Amid IV opioid shortages, hospitals adjust to new normal

FALLS CHURCH, Va.—Almost immediately after the Food and Drug Administration alerted hospitals back in December about an impending shortage of IV opioid drugs, Inova Health System began to experience early signs that supply was dwindling.

"Suppliers were not able to provide their routine amounts of medication that were being ordered," said James Landzinski, a pharmacy clinical manager at the hospital located just outside Washington, D.C. "That affected everyone in the region. Supplies would come in at only a small portion of what you would typically get on your allocations."

Later, when he'd go into the online ordering system to schedule a shipment from distributors—part of a daily order that gets placed based on current inventories and historical usage data—he began to find the amount he could even request drastically cut.

That began a monthslong retooling between pharmacy staff and physicians, as well as vendors for Inova, an exercise taking place at hospitals across the U.S. as they scrambled to deal with an opioid crisis based on shortages, rather than overuse and abuse. Hospitals across the country, such as St. Joseph's University Medical Center in Paterson, New Jersey, have sought creative alternatives to pain management including laughing gas and trigger point injections, NPR reported.

RELATED: The other opioid crisis: Hospital shortages lead to patient pain, medical errors

"It's still an uphill battle here," said Roslyne Schulman, the American Hospital Association's director of policy, about the shortages. "It's not expected to fully resolve, depending on the product you're looking at, until mid- or second-quarter next year. It's a very serious issue."

What's coming

The shortage began in 2017 as a result of manufacturing problems at one of the facilities run by pharmaceutical giant Pfizer, which controls at least 60% of the market of injectable opioids, Kaiser Health News previously reported.

Some production has since resumed—particularly after the Drug Enforcement Agency allowed Pfizer to give some of its production quota of the controlled substances to other companies in the marketplace—but it is not even close to full capacity, Schulman said. She pointed specifically to players like West-Ward Pharmaceuticals, Fresenius Kabi and Akorn Pharmaceuticals.

"Even they are on backorder. If you go look on the FDA website for these products, you can see everyone is on backorder because Pfizer controlled such a huge share of that market," she said.

Hospitals are waiting on an announcement that the FDA and the DEA have finalized approval of importation of Pfizer products from other countries, Schulman said. It would follow the model of the importation of saline products following the closure of manufacturing facilities in Puerto Rico because of Hurricane Maria. 

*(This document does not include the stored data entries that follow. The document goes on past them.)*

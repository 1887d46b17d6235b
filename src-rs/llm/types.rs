use serde::{Deserialize, Serialize};
use serde_json::Value;

#[derive(Clone, Debug, Serialize, Deserialize)]
pub struct Message {
    pub role: String,
    pub content: String,
}

impl Message {
    pub fn system(content: &str) -> Self {
        Self {
            role: "system".to_string(),
            content: content.to_string(),
        }
    }

    pub fn user(content: &str) -> Self {
        Self {
            role: "user".to_string(),
            content: content.to_string(),
        }
    }
}

#[derive(Clone, Debug, Serialize, Deserialize)]
pub struct LLMResponse {
    pub content: String,
    pub raw: Option<Value>,
}

#[derive(Clone, Debug, Default, Serialize, Deserialize)]
pub struct CompletionRequest {
    pub messages: Vec<Message>,
    pub temperature: Option<f64>,
    pub max_tokens: Option<u32>,
    pub model: Option<String>,
    pub provider: Option<String>,
}

#[derive(Clone, Debug, thiserror::Error)]
#[error("{code}: {message}")]
pub struct ProviderError {
    pub code: String,
    pub message: String,
    pub retryable: bool,
}

impl ProviderError {
    pub fn new(code: &str, message: &str, retryable: bool) -> Self {
        Self {
            code: code.to_string(),
            message: message.to_string(),
            retryable,
        }
    }

    /// Maps an HTTP failure from a provider to the shared error codes.
    pub fn from_status(status: u16, body: &str) -> Self {
        let lowered = body.to_lowercase();
        if status == 401 || status == 403 {
            return Self::new("auth_error", body, true);
        }
        if status == 429 || lowered.contains("quota") || lowered.contains("resource_exhausted") {
            return Self::new("rate_limit", body, true);
        }
        if status >= 500 {
            return Self::new("server_error", body, true);
        }
        Self::new("api_error", body, false)
    }
}

pub trait ProviderAdapter: Send + Sync {
    fn complete(&self, request: CompletionRequest) -> Result<LLMResponse, ProviderError>;
}

#[cfg(test)]
mod tests {
    use super::*;

    #[test]
    fn status_mapping() {
        assert_eq!(ProviderError::from_status(401, "").code, "auth_error");
        assert_eq!(ProviderError::from_status(400, "quota exceeded").code, "rate_limit");
        assert_eq!(ProviderError::from_status(503, "").code, "server_error");
        let err = ProviderError::from_status(400, "bad request");
        assert_eq!(err.code, "api_error");
        assert!(!err.retryable);
        assert_eq!(err.to_string(), "api_error: bad request");
    }
}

"It's a little more complicated because these are controlled substances and the DEA has to approve them as well. It requires coordination between FDA, DEA and the company that agrees to import the product," Schulman said. 

The FDA also gave Pfizer approval to release some of the quarantine products with warnings that pharmacists ensure glass vials of drugs they use are not cracked or appear to have been contaminated. FDA also issued approval to Fresenius Kabi to expand production from syringes to vials of certain opioids and they'll be releasing more of that supply in August, Schulman said.

"Ensuring access to the drugs patients need means finding creative responses to shortages while also addressing the root causes of the shortage issue," said Douglas Throckmorton, M.D., deputy center director for regulatory programs in FDA’s Center for Drug Evaluation and Research in a statement late last month. "The FDA’s role is focused on working with manufacturers, using all of our authorities to help prevent and mitigate drug shortages of medically necessary products used to prevent or treat a serious or life-threatening disease or medical condition."

New normal

Of course, shortages are nothing new. The American Society of Health System Pharmacists has been monitoring shortages since 2000 and routinely reports that between 130 and 140 drugs are in short supply. The group published recommendations about the best ways to minimize the impact of shortages on patient care earlier this year.

The shortage of IV opioids like hydromorphone, morphine and fentanyl—which are used for the treatment of cancer patients or during surgical procedures as well as for the care of other critically ill patients—presented its own unique challenges.

"It made us, as a system, reevaluate what we were doing with our opioids," Landzinski said. They looked to alternatives including oral opiates or to nonopioid drugs like Tylenol or anti-inflammatories like Ibuprofen that are often forgotten but can be just as effective for pain control, he said.

They also began to use more nerve relaxing agents like Neurontin and nerve blocks that can be administered by pain specialists, he said.